↓↓↓

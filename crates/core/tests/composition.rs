use cardforge_core::{
    overlay::{Background, OverlayState, DIAGONAL_CLIP, OVERLAY_ID},
    sets::resolve_class,
    CardError, CardSurface, CardType, Composer, ImageManifest, MaskChoice, MemorySurface,
    SetRegistry, SetResolver, Stage,
};

fn composer() -> Composer<MemorySurface> {
    let mut composer = Composer::new(SetResolver::default(), MemorySurface::card());
    assert!(composer.refresh().is_empty());
    composer
}

fn dual_composer(second: CardType, dual_set: &str) -> Composer<MemorySurface> {
    let mut composer = composer();
    composer.select_dual_set(dual_set);
    composer.select_second_type(Some(second));
    assert!(composer.set_dual_type(true).is_empty());
    composer
}

fn overlay_style(composer: &Composer<MemorySurface>, property: &str) -> Option<String> {
    composer.surface().style(OVERLAY_ID, property)
}

#[test]
fn class_resolution_is_deterministic_for_every_css_set() {
    let registry = SetRegistry::builtin();
    let resolver = SetResolver::default();
    for (key, config) in registry.sorted() {
        if !config.css_class_based {
            continue;
        }
        for card_type in CardType::ALL {
            for stage in Stage::ALL {
                let expected = format!("card-{}-{}", card_type.key(), stage.key());
                assert_eq!(resolve_class(card_type, stage), expected);
                assert_eq!(
                    resolver.resolve(key, card_type, stage),
                    Ok(cardforge_core::Resolution::Class(expected))
                );
            }
        }
    }
}

#[test]
fn quantum_contour_matches_template() -> Result<(), CardError> {
    let resolver = SetResolver::default();
    assert_eq!(
        resolver.resolve_path("QuantumContour", CardType::Fire, Stage::Stage1)?,
        Some("img/QuantumContour/Fire/P- Fire - S1.png".to_string())
    );
    Ok(())
}

#[test]
fn toggling_dual_type_recreates_identical_overlay() {
    let mut composer = dual_composer(CardType::Water, "QuantumContour");
    let first_layer = composer.compositor().layer().cloned();
    let first_element = composer.surface().element(OVERLAY_ID).cloned();
    assert!(first_layer.is_some());

    composer.set_dual_type(false);
    assert!(composer.set_dual_type(true).is_empty());

    assert_eq!(composer.compositor().layer().cloned(), first_layer);
    assert_eq!(composer.surface().element(OVERLAY_ID).cloned(), first_element);
}

#[test]
fn switching_masks_swaps_clip_and_mask_image() {
    let mut composer = dual_composer(CardType::Grass, "Classic");

    composer.select_mask(MaskChoice::Image("img/masks/wave.png".to_string()));
    assert_eq!(
        overlay_style(&composer, "mask-image").as_deref(),
        Some("url(\"img/masks/wave.png\")")
    );
    assert_eq!(overlay_style(&composer, "clip-path").as_deref(), Some("none"));

    composer.select_mask(MaskChoice::from_id("default"));
    assert_eq!(
        overlay_style(&composer, "clip-path").as_deref(),
        Some(DIAGONAL_CLIP)
    );
    assert_eq!(overlay_style(&composer, "mask-image").as_deref(), Some("none"));
}

#[test]
fn mask_change_restyles_without_recreating() {
    let mut composer = dual_composer(CardType::Dragon, "Vintage");
    let before = composer.surface().children("card");

    composer.select_mask(MaskChoice::Image("img/masks/split-vertical.png".to_string()));

    assert_eq!(composer.surface().children("card"), before);
    let layer = composer.compositor().layer().expect("overlay present");
    assert_eq!(
        layer.style.background,
        Background::Image("img/Vintage/Dragon/Dragon Basic.png".to_string())
    );
}

#[test]
fn disabling_dual_type_removes_overlay() {
    let mut composer = dual_composer(CardType::Water, "Classic");
    assert!(composer.surface().contains(OVERLAY_ID));

    composer.set_dual_type(false);
    assert!(!composer.surface().contains(OVERLAY_ID));
    assert_eq!(composer.compositor().state(), &OverlayState::Absent);

    composer.set_dual_type(true);
    composer.select_second_type(None);
    assert!(!composer.surface().contains(OVERLAY_ID));
}

#[test]
fn stage_change_recomputes_overlay_path_only() {
    let mut composer = dual_composer(CardType::Water, "QuantumContour");
    let mask = MaskChoice::Image("img/masks/wave.png".to_string());
    composer.select_mask(mask.clone());

    assert!(composer.select_stage(Stage::Stage2).is_empty());

    let layer = composer.compositor().layer().expect("overlay present");
    assert_eq!(
        layer.style.background,
        Background::Image("img/QuantumContour/Water/P- Water - S2.png".to_string())
    );
    assert_eq!(layer.card_type, CardType::Water);
    assert_eq!(composer.selection().current_type, CardType::Fire);
    assert_eq!(composer.selection().current_mask, mask);
    assert_eq!(
        overlay_style(&composer, "mask-image").as_deref(),
        Some("url(\"img/masks/wave.png\")")
    );
}

#[test]
fn content_stays_above_overlay_after_every_recompute() {
    let mut composer = dual_composer(CardType::Metal, "Classic");
    for stage in Stage::ALL {
        composer.select_stage(stage);
        composer.toggle_dual_type();
        composer.toggle_dual_type();

        let overlay_z: i32 = overlay_style(&composer, "z-index")
            .and_then(|value| value.parse().ok())
            .expect("overlay z-index");
        let base_z: i32 = composer
            .surface()
            .style("card-background", "z-index")
            .and_then(|value| value.parse().ok())
            .expect("base z-index");
        assert!(base_z < overlay_z);
        for id in ["card-name", "card-hp", "card-attacks", "card-footer"] {
            let content_z: i32 = composer
                .surface()
                .style(id, "z-index")
                .and_then(|value| value.parse().ok())
                .expect("content z-index");
            assert!(overlay_z < content_z, "{id} below overlay");
        }
    }
}

#[test]
fn manifest_miss_leaves_overlay_absent() {
    let mut manifest = ImageManifest::default();
    manifest.insert("QuantumContour", "img/QuantumContour/Fire/P- Fire - S0.png");
    let resolver = SetResolver::new(SetRegistry::builtin(), manifest);
    let mut composer = Composer::new(resolver, MemorySurface::card());
    composer.refresh();

    composer.select_dual_set("QuantumContour");
    composer.select_second_type(Some(CardType::Water));
    let warnings = composer.set_dual_type(true);

    assert!(matches!(
        warnings.as_slice(),
        [CardError::PathResolutionMiss { .. }]
    ));
    assert!(!composer.surface().contains(OVERLAY_ID));
}

#[test]
fn export_snapshot_is_ordered_and_complete() {
    let mut composer = dual_composer(CardType::Fairy, "Radiant");
    let (composition, warnings) = composer.prepare_export();
    assert!(warnings.is_empty());
    assert!(composition.is_ordered());
    assert_eq!(composition.layers[1].id, OVERLAY_ID);
    assert_eq!(composition.file_stem(), "fire-fairy-basic");
}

↑↑↑

Exercise objective: Take the lines from the first line of the records through the line holding "first_element = composer.surface().element(OVERLAY_ID).cloned();", both included, and please reproduce them exactly with nothing added.

Your solution:
filename crates/core/tests/composition.rs
use cardforge_core::{
    overlay::{Background, OverlayState, DIAGONAL_CLIP, OVERLAY_ID},
    sets::resolve_class,
    CardError, CardSurface, CardType, Composer, ImageManifest, MaskChoice, MemorySurface,
    SetRegistry, SetResolver, Stage,
};

fn composer() -> Composer<MemorySurface> {
    let mut composer = Composer::new(SetResolver::default(), MemorySurface::card());
    assert!(composer.refresh().is_empty());
    composer
}

fn dual_composer(second: CardType, dual_set: &str) -> Composer<MemorySurface> {
    let mut composer = composer();
    composer.select_dual_set(dual_set);
    composer.select_second_type(Some(second));
    assert!(composer.set_dual_type(true).is_empty());
    composer
}

fn overlay_style(composer: &Composer<MemorySurface>, property: &str) -> Option<String> {
    composer.surface().style(OVERLAY_ID, property)
}

#[test]
fn class_resolution_is_deterministic_for_every_css_set() {
    let registry = SetRegistry::builtin();
    let resolver = SetResolver::default();
    for (key, config) in registry.sorted() {
        if !config.css_class_based {
            continue;
        }
        for card_type in CardType::ALL {
            for stage in Stage::ALL {
                let expected = format!("card-{}-{}", card_type.key(), stage.key());
                assert_eq!(resolve_class(card_type, stage), expected);
                assert_eq!(
                    resolver.resolve(key, card_type, stage),
                    Ok(cardforge_core::Resolution::Class(expected))
                );
            }
        }
    }
}

#[test]
fn quantum_contour_matches_template() -> Result<(), CardError> {
    let resolver = SetResolver::default();
    assert_eq!(
        resolver.resolve_path("QuantumContour", CardType::Fire, Stage::Stage1)?,
        Some("img/QuantumContour/Fire/P- Fire - S1.png".to_string())
    );
    Ok(())
}

#[test]
fn toggling_dual_type_recreates_identical_overlay() {
    let mut composer = dual_composer(CardType::Water, "QuantumContour");
    let first_layer = composer.compositor().layer().cloned();
    let first_element = composer.surface().element(OVERLAY_ID).cloned();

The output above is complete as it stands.